Montjoie. On l'appelle Azincourt.


Le roi Henri. Eh bien, nous nommons cette bataille la bataille d'Azincourt, livrée le jour de la saint Crépin.


Fluellen. Plaise à votre majesté, votre aïeul de glorieuse mémoire, et votre grand-oncle, le prince Noir, à ce que j'ai lu dans les chroniques, ont livré ici, en France, une fameuse bataille.


Le roi Henri. C'est vrai Fluellen.


Fluellen. Votre majesté dit vrai. Si votre majesté se le rappelle, les Gallois firent merveille ce jour-là dans un jardin ou croissaient des poireaux ; ils portaient tous des poireaux à leur coiffure de Monmouth, et vous savez que jusque aujourd'hui cette coutume s'est conservée en mémoire de ce fait d'armes. J'ai la certitude que votre majesté ne rougit pas de porter le poireau à la saint David.

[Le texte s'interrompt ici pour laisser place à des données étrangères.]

//! Entity store: users, channels, membership, chat, typing, video,
//! recording and unread counters for one connection session.
//!
//! All mutators are synchronous and total. Unknown ids and repeated
//! idempotent operations degrade to no-ops; nothing here can fail.

use std::collections::{BTreeMap, HashMap};

use chrono::{DateTime, Utc};
use serde::Serialize;
use tracing::debug;

use huddle_shared::constants::{LOBBY_CHANNEL, LOBBY_NAME};
use huddle_shared::protocol::{
    ChannelInfo, ChatRecord, LinkPreview, RosterEntry, VideoLayer,
};
use huddle_shared::types::{ChannelId, MessageId, UserId};

use crate::messages::{ChatHistory, CreateOutcome};

#[derive(Debug, Clone, Serialize, PartialEq, Eq)]
pub struct User {
    pub id: UserId,
    pub username: String,
    pub role: Option<String>,
}

impl From<&RosterEntry> for User {
    fn from(entry: &RosterEntry) -> Self {
        Self {
            id: entry.id,
            username: entry.username.clone(),
            role: entry.role.clone(),
        }
    }
}

#[derive(Debug, Clone, Serialize, PartialEq, Eq)]
pub struct Channel {
    pub id: ChannelId,
    pub name: String,
}

impl From<ChannelInfo> for Channel {
    fn from(info: ChannelInfo) -> Self {
        Self {
            id: info.id,
            name: info.name,
        }
    }
}

/// Transient typing indicator; visibility is `now < expires_at`.
#[derive(Debug, Clone, Serialize, PartialEq, Eq)]
pub struct TypingEntry {
    pub user_id: UserId,
    pub username: String,
    pub channel_id: ChannelId,
    pub expires_at: DateTime<Utc>,
}

/// Present only while the user's video is active.
#[derive(Debug, Clone, Serialize, PartialEq, Eq)]
pub struct VideoState {
    pub screen_share: bool,
    pub layers: Vec<VideoLayer>,
}

#[derive(Debug, Clone, Serialize, PartialEq, Eq)]
pub struct RecordingState {
    pub recording: bool,
    pub started_by: String,
}

/// Server-level metadata delivered outside the roster.
#[derive(Debug, Clone, Default, Serialize, PartialEq, Eq)]
pub struct ServerMeta {
    pub name: Option<String>,
    pub owner_id: Option<UserId>,
    pub local_user_id: Option<UserId>,
}

#[derive(Debug, Clone, Default)]
pub struct EntityStore {
    users: Vec<User>,
    channels: Vec<Channel>,
    membership: HashMap<UserId, ChannelId>,
    chat: ChatHistory,
    typing: HashMap<UserId, TypingEntry>,
    video: BTreeMap<UserId, VideoState>,
    recording: BTreeMap<ChannelId, RecordingState>,
    unread: BTreeMap<ChannelId, u32>,
    server: ServerMeta,
}

impl EntityStore {
    pub fn new(max_messages_per_channel: Option<usize>) -> Self {
        Self {
            chat: ChatHistory::new(max_messages_per_channel),
            ..Self::default()
        }
    }

    // -- Users and membership ---------------------------------------------

    /// Replace the roster. Membership is only written for entries that
    /// carry a channel; ids absent from the list keep their mapping.
    pub fn replace_users(&mut self, entries: &[RosterEntry]) {
        self.users = entries.iter().map(User::from).collect();
        for entry in entries {
            if let Some(channel) = entry.channel_id {
                self.membership.insert(entry.id, channel);
            }
        }
    }

    pub fn upsert_user(&mut self, entry: &RosterEntry) {
        let user = User::from(entry);
        match self.users.iter_mut().find(|u| u.id == entry.id) {
            Some(existing) => *existing = user,
            None => self.users.push(user),
        }
        if let Some(channel) = entry.channel_id {
            self.membership.insert(entry.id, channel);
        }
    }

    pub fn remove_user(&mut self, id: UserId) {
        let before = self.users.len();
        self.users.retain(|u| u.id != id);
        self.membership.remove(&id);
        if self.users.len() == before {
            debug!(user = %id, "Leave for unknown user ignored");
        }
    }

    pub fn rename_user(&mut self, id: UserId, username: &str) {
        match self.users.iter_mut().find(|u| u.id == id) {
            Some(user) => user.username = username.to_string(),
            None => debug!(user = %id, "Rename for unknown user ignored"),
        }
    }

    pub fn move_user(&mut self, id: UserId, channel: ChannelId) {
        self.membership.insert(id, channel);
    }

    /// Channel the user is in; unmapped users are in the lobby.
    pub fn channel_of(&self, id: UserId) -> ChannelId {
        self.membership.get(&id).copied().unwrap_or(LOBBY_CHANNEL)
    }

    pub fn users(&self) -> &[User] {
        &self.users
    }

    pub fn user(&self, id: UserId) -> Option<&User> {
        self.users.iter().find(|u| u.id == id)
    }

    /// Users currently mapped to `channel`.
    pub fn members_of(&self, channel: ChannelId) -> Vec<&User> {
        self.users
            .iter()
            .filter(|u| self.channel_of(u.id) == channel)
            .collect()
    }

    // -- Channels ---------------------------------------------------------

    pub fn replace_channels(&mut self, channels: Vec<ChannelInfo>) {
        self.channels = channels.into_iter().map(Channel::from).collect();
    }

    /// The channel list with the lobby first, synthesized when missing.
    pub fn channels(&self) -> Vec<Channel> {
        let mut out = Vec::with_capacity(self.channels.len() + 1);
        if !self.channels.iter().any(|c| c.id.is_lobby()) {
            out.push(Channel {
                id: LOBBY_CHANNEL,
                name: LOBBY_NAME.to_string(),
            });
        }
        out.extend(self.channels.iter().cloned());
        out
    }

    pub fn channel(&self, id: ChannelId) -> Option<Channel> {
        self.channels.iter().find(|c| c.id == id).cloned().or_else(|| {
            id.is_lobby().then(|| Channel {
                id,
                name: LOBBY_NAME.to_string(),
            })
        })
    }

    // -- Chat -------------------------------------------------------------

    pub fn apply_chat_create(&mut self, record: ChatRecord) -> CreateOutcome {
        self.chat.create(record)
    }

    pub fn apply_chat_edit(&mut self, msg_id: MessageId, text: &str, edited_at: DateTime<Utc>) {
        if !self.chat.edit(msg_id, text, edited_at) {
            debug!(msg = %msg_id, "Edit for unknown message dropped");
        }
    }

    pub fn apply_chat_delete(&mut self, msg_id: MessageId) {
        if !self.chat.delete(msg_id) {
            debug!(msg = %msg_id, "Delete for unknown message dropped");
        }
    }

    pub fn apply_reaction_added(&mut self, msg_id: MessageId, emoji: &str, user: UserId) {
        self.chat.add_reaction(msg_id, emoji, user);
    }

    pub fn apply_reaction_removed(&mut self, msg_id: MessageId, emoji: &str, user: UserId) {
        self.chat.remove_reaction(msg_id, emoji, user);
    }

    pub fn apply_pin(&mut self, msg_id: MessageId, pinned: bool) {
        if !self.chat.set_pinned(msg_id, pinned) {
            debug!(msg = %msg_id, pinned, "Pin change for unknown message dropped");
        }
    }

    pub fn apply_link_preview(&mut self, msg_id: MessageId, preview: LinkPreview) {
        self.chat.set_preview(msg_id, preview);
    }

    pub fn chat(&self) -> &ChatHistory {
        &self.chat
    }

    // -- Typing -----------------------------------------------------------

    /// Unconditional replace. Self-filtering happens in the reducer.
    pub fn upsert_typing(
        &mut self,
        user_id: UserId,
        username: &str,
        channel_id: ChannelId,
        expires_at: DateTime<Utc>,
    ) {
        self.typing.insert(
            user_id,
            TypingEntry {
                user_id,
                username: username.to_string(),
                channel_id,
                expires_at,
            },
        );
    }

    pub fn typing(&self) -> impl Iterator<Item = &TypingEntry> {
        self.typing.values()
    }

    // -- Video / recording ------------------------------------------------

    /// Inactive video removes the entry; active video upserts it, keeping
    /// the known layers unless new ones are supplied.
    pub fn set_video_state(
        &mut self,
        user_id: UserId,
        active: bool,
        screen_share: bool,
        layers: Option<Vec<VideoLayer>>,
    ) {
        if !active {
            self.video.remove(&user_id);
            return;
        }

        let entry = self.video.entry(user_id).or_insert_with(|| VideoState {
            screen_share,
            layers: Vec::new(),
        });
        entry.screen_share = screen_share;
        if let Some(layers) = layers {
            entry.layers = layers;
        }
    }

    pub fn set_video_layers(&mut self, user_id: UserId, layers: Vec<VideoLayer>) {
        match self.video.get_mut(&user_id) {
            Some(state) => state.layers = layers,
            None => debug!(user = %user_id, "Layers for inactive video dropped"),
        }
    }

    pub fn video(&self, user_id: UserId) -> Option<&VideoState> {
        self.video.get(&user_id)
    }

    pub fn video_states(&self) -> &BTreeMap<UserId, VideoState> {
        &self.video
    }

    /// Recording entries, like video, exist only while true.
    pub fn set_recording(&mut self, channel_id: ChannelId, recording: bool, started_by: &str) {
        if !recording {
            self.recording.remove(&channel_id);
            return;
        }
        self.recording.insert(
            channel_id,
            RecordingState {
                recording,
                started_by: started_by.to_string(),
            },
        );
    }

    pub fn recording(&self, channel_id: ChannelId) -> Option<&RecordingState> {
        self.recording.get(&channel_id)
    }

    pub fn recording_states(&self) -> &BTreeMap<ChannelId, RecordingState> {
        &self.recording
    }

    // -- Unread -----------------------------------------------------------

    pub fn increment_unread(&mut self, channel_id: ChannelId) {
        *self.unread.entry(channel_id).or_insert(0) += 1;
    }

    pub fn reset_unread(&mut self, channel_id: ChannelId) {
        self.unread.remove(&channel_id);
    }

    pub fn unread(&self, channel_id: ChannelId) -> u32 {
        self.unread.get(&channel_id).copied().unwrap_or(0)
    }

    pub fn unread_counts(&self) -> &BTreeMap<ChannelId, u32> {
        &self.unread
    }

    // -- Server meta ------------------------------------------------------

    pub fn set_server_name(&mut self, name: &str) {
        self.server.name = Some(name.to_string());
    }

    pub fn set_owner(&mut self, owner_id: UserId) {
        self.server.owner_id = Some(owner_id);
    }

    pub fn set_local_user(&mut self, user_id: UserId) {
        self.server.local_user_id = Some(user_id);
    }

    pub fn local_user(&self) -> Option<UserId> {
        self.server.local_user_id
    }

    pub fn server(&self) -> &ServerMeta {
        &self.server
    }
}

Dans ce texte, Fluellen fait référence à la bataille de Crécy (1346), gagnée par les Anglais contre les Français au début de la Guerre de Cent ans. Les archers y auraient combattu... dans un champ de poireaux. Mais la première légende qui crée un lien historique entre le poireau et les Gallois daterait du VIe siècle. Saint David, saint patron du Pays de Galles, aurait demandé aux Britanniques d'arborer un poireau sur leur casque pour se différencier des Saxons.


L'emblème : Encore aujourd'hui, les Gallois brandissent fièrement le légume à tous les matchs de rugby et chaque 1er mars lors de la Saint David. « Mais le pourquoi est une question très difficile », répond Adam Chapman, auteur de Welsh Soldiers in the Later Middle Ages, 1282-1422 :

« Le vert et blanc étaient les couleurs de l'uniforme de la famille des Tudor, à la fin du XVe siècle. Les Gallois présents à la bataille de Crécy portaient également des uniformes verts et blancs. Au XIIIe siècle, les princes de Gwynedd, au nord du pays de Galles, habillaient leurs courtisans et leurs soldats avec ces mêmes couleurs. Alors les poireaux, bien sûr, sont verts et blancs, mais il ne sont mentionnés comme symbole gallois qu'à la fin du XVIe siècle. »

Ces approximations historiques n'empêcheront pas les supporters de venir déguisés en poireaux pour mieux soutenir les Gallois, qui tenteront samedi de poursuivre leur chemin vers la finale."